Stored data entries
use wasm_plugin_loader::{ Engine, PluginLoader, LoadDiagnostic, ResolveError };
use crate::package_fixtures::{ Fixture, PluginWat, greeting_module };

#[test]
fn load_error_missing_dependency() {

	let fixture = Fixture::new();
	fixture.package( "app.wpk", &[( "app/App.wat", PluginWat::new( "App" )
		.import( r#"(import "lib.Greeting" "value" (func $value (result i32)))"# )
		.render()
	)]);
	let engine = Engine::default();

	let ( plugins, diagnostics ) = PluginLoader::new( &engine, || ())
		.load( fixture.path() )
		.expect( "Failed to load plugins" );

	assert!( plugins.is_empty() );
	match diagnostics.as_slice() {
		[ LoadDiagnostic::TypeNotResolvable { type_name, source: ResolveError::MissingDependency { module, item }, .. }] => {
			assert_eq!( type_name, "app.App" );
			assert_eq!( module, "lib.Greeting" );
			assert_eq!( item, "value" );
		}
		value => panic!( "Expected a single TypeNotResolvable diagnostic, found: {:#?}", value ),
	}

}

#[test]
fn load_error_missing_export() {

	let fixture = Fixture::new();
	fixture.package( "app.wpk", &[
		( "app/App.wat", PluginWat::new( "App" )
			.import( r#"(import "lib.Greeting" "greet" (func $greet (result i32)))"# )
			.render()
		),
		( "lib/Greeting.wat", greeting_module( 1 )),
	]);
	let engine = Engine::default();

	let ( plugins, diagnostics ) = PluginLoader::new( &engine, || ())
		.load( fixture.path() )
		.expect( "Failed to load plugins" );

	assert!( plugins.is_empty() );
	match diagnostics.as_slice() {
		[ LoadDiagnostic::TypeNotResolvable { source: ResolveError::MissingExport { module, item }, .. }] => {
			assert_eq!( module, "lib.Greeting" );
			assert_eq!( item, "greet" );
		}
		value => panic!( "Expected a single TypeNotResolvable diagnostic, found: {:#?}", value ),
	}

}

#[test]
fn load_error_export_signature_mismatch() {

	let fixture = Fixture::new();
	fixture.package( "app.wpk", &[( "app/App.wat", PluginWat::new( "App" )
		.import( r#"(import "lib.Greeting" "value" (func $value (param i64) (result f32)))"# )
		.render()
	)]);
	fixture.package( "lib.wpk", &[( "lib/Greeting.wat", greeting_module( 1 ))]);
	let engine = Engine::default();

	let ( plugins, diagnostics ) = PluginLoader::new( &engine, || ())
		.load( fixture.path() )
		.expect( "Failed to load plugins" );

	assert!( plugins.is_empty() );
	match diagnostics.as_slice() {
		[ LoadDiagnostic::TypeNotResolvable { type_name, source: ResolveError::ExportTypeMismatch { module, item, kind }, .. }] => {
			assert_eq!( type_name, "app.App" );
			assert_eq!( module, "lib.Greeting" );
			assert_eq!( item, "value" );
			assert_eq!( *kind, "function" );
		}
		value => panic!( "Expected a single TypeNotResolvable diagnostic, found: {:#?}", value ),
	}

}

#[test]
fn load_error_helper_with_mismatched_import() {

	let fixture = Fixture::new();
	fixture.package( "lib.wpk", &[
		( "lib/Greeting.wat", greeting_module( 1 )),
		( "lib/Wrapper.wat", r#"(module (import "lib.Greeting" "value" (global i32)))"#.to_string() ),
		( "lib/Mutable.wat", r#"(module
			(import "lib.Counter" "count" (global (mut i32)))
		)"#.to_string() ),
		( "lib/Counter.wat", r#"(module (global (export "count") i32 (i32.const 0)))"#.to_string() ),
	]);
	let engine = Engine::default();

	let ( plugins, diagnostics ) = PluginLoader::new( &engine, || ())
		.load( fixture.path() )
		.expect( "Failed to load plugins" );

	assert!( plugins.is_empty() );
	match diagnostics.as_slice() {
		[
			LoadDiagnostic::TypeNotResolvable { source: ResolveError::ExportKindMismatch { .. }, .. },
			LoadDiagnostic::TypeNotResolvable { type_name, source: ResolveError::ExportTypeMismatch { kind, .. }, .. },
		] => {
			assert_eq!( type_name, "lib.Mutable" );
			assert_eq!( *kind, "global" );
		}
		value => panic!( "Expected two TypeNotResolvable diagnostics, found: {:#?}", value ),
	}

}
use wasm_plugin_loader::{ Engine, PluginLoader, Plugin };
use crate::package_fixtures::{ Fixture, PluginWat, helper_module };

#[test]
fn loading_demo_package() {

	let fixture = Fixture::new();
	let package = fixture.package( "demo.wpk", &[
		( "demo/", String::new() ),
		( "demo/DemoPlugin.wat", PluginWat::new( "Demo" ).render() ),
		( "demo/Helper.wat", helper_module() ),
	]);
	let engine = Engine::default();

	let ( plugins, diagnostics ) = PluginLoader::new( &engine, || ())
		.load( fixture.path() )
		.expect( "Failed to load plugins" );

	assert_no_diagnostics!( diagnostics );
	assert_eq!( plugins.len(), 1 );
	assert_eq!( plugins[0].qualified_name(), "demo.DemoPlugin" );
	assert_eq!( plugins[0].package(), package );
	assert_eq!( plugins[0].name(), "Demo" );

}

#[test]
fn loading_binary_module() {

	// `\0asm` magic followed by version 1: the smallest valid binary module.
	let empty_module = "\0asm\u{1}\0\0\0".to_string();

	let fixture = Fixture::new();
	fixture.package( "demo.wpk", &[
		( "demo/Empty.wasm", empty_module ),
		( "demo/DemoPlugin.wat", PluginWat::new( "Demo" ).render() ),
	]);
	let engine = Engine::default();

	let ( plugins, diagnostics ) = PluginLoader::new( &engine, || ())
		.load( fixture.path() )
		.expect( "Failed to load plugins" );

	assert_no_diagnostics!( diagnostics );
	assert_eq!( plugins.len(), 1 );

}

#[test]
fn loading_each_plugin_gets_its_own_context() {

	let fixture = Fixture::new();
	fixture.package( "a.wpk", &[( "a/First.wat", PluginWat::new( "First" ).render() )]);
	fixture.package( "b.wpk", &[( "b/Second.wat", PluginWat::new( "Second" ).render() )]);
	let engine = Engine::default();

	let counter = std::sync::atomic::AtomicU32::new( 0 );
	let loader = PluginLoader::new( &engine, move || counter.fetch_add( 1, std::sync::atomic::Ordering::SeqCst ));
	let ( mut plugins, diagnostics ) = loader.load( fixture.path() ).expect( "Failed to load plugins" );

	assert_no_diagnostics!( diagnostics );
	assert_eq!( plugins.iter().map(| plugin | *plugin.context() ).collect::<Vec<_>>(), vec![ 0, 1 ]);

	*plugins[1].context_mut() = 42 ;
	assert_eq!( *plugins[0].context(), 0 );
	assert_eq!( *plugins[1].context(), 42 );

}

Exercise description
Write all the entries out again exactly as they are.

Solution for this exercise
use wasm_plugin_loader::{ Engine, PluginLoader, LoadDiagnostic, ResolveError };
use crate::package_fixtures::{ Fixture, PluginWat, greeting_module };

#[test]
fn load_error_missing_dependency() {

	let fixture = Fixture::new();
	fixture.package( "app.wpk", &[( "app/App.wat", PluginWat::new( "App" )
		.import( r#"(import "lib.Greeting" "value" (func $value (result i32)))"# )
		.render()
	)]);
	let engine = Engine::default();

	let ( plugins, diagnostics ) = PluginLoader::new( &engine, || ())
		.load( fixture.path() )
		.expect( "Failed to load plugins" );

	assert!( plugins.is_empty() );
	match diagnostics.as_slice() {
		[ LoadDiagnostic::TypeNotResolvable { type_name, source: ResolveError::MissingDependency { module, item }, .. }] => {
			assert_eq!( type_name, "app.App" );
			assert_eq!( module, "lib.Greeting" );
			assert_eq!( item, "value" );
		}
		value => panic!( "Expected a single TypeNotResolvable diagnostic, found: {:#?}", value ),
	}

}

#[test]
fn load_error_missing_export() {

	let fixture = Fixture::new();
	fixture.package( "app.wpk", &[
		( "app/App.wat", PluginWat::new( "App" )
			.import( r#"(import "lib.Greeting" "greet" (func $greet (result i32)))"# )
			.render()
		),
		( "lib/Greeting.wat", greeting_module( 1 )),
	]);
	let engine = Engine::default();

	let ( plugins, diagnostics ) = PluginLoader::new( &engine, || ())
		.load( fixture.path() )
		.expect( "Failed to load plugins" );

	assert!( plugins.is_empty() );
	match diagnostics.as_slice() {
		[ LoadDiagnostic::TypeNotResolvable { source: ResolveError::MissingExport { module, item }, .. }] => {
			assert_eq!( module, "lib.Greeting" );
			assert_eq!( item, "greet" );
		}
		value => panic!( "Expected a single TypeNotResolvable diagnostic, found: {:#?}", value ),
	}

}

#[test]
fn load_error_export_signature_mismatch() {

	let fixture = Fixture::new();
	fixture.package( "app.wpk", &[( "app/App.wat", PluginWat::new( "App" )
		.import( r#"(import "lib.Greeting" "value" (func $value (param i64) (result f32)))"# )
		.render()
	)]);
	fixture.package( "lib.wpk", &[( "lib/Greeting.wat", greeting_module( 1 ))]);
	let engine = Engine::default();

	let ( plugins, diagnostics ) = PluginLoader::new( &engine, || ())
		.load( fixture.path() )
		.expect( "Failed to load plugins" );

	assert!( plugins.is_empty() );
	match diagnostics.as_slice() {
		[ LoadDiagnostic::TypeNotResolvable { type_name, source: ResolveError::ExportTypeMismatch { module, item, kind }, .. }] => {
			assert_eq!( type_name, "app.App" );
			assert_eq!( module, "lib.Greeting" );
			assert_eq!( item, "value" );
			assert_eq!( *kind, "function" );
		}
		value => panic!( "Expected a single TypeNotResolvable diagnostic, found: {:#?}", value ),
	}

}

#[test]
fn load_error_helper_with_mismatched_import() {

	let fixture = Fixture::new();
	fixture.package( "lib.wpk", &[
		( "lib/Greeting.wat", greeting_module( 1 )),
		( "lib/Wrapper.wat", r#"(module (import "lib.Greeting" "value" (global i32)))"#.to_string() ),
		( "lib/Mutable.wat", r#"(module
			(import "lib.Counter" "count" (global (mut i32)))
		)"#.to_string() ),
		( "lib/Counter.wat", r#"(module (global (export "count") i32 (i32.const 0)))"#.to_string() ),
	]);
	let engine = Engine::default();

	let ( plugins, diagnostics ) = PluginLoader::new( &engine, || ())
		.load( fixture.path() )
		.expect( "Failed to load plugins" );

	assert!( plugins.is_empty() );
	match diagnostics.as_slice() {
		[
			LoadDiagnostic::TypeNotResolvable { source: ResolveError::ExportKindMismatch { .. }, .. },
			LoadDiagnostic::TypeNotResolvable { type_name, source: ResolveError::ExportTypeMismatch { kind, .. }, .. },
		] => {
			assert_eq!( type_name, "lib.Mutable" );
			assert_eq!( *kind, "global" );
		}
		value => panic!( "Expected two TypeNotResolvable diagnostics, found: {:#?}", value ),
	}

}
use wasm_plugin_loader::{ Engine, PluginLoader, Plugin };
use crate::package_fixtures::{ Fixture, PluginWat, helper_module };

#[test]
fn loading_demo_package() {

	let fixture = Fixture::new();
	let package = fixture.package( "demo.wpk", &[
		( "demo/", String::new() ),
		( "demo/DemoPlugin.wat", PluginWat::new( "Demo" ).render() ),
		( "demo/Helper.wat", helper_module() ),
	]);
	let engine = Engine::default();

	let ( plugins, diagnostics ) = PluginLoader::new( &engine, || ())
		.load( fixture.path() )
		.expect( "Failed to load plugins" );

	assert_no_diagnostics!( diagnostics );
	assert_eq!( plugins.len(), 1 );
	assert_eq!( plugins[0].qualified_name(), "demo.DemoPlugin" );
	assert_eq!( plugins[0].package(), package );
	assert_eq!( plugins[0].name(), "Demo" );

}

#[test]
fn loading_binary_module() {

	// `\0asm` magic followed by version 1: the smallest valid binary module.
	let empty_module = "\0asm\u{1}\0\0\0".to_string();

	let fixture = Fixture::new();
	fixture.package( "demo.wpk", &[
		( "demo/Empty.wasm", empty_module ),
		( "demo/DemoPlugin.wat", PluginWat::new( "Demo" ).render() ),
	]);
	let engine = Engine::default();

	let ( plugins, diagnostics ) = PluginLoader::new( &engine, || ())
		.load( fixture.path() )
		.expect( "Failed to load plugins" );

	assert_no_diagnostics!( diagnostics );
	assert_eq!( plugins.len(), 1 );

}

#[test]
fn loading_each_plugin_gets_its_own_context() {

	let fixture = Fixture::new();
	fixture.package( "a.wpk", &[( "a/First.wat", PluginWat::new( "First" ).render() )]);
	fixture.package( "b.wpk", &[( "b/Second.wat", PluginWat::new( "Second" ).render() )]);
	let engine = Engine::default();

	let counter = std::sync::atomic::AtomicU32::new( 0 );
	let loader = PluginLoader::new( &engine, move || counter.fetch_add( 1, std::sync::atomic::Ordering::SeqCst ));
	let ( mut plugins, diagnostics ) = loader.load( fixture.path() ).expect( "Failed to load plugins" );

	assert_no_diagnostics!( diagnostics );
	assert_eq!( plugins.iter().map(| plugin | *plugin.context() ).collect::<Vec<_>>(), vec![ 0, 1 ]);

	*plugins[1].context_mut() = 42 ;
	assert_eq!( *plugins[0].context(), 0 );
	assert_eq!( *plugins[1].context(), 42 );

}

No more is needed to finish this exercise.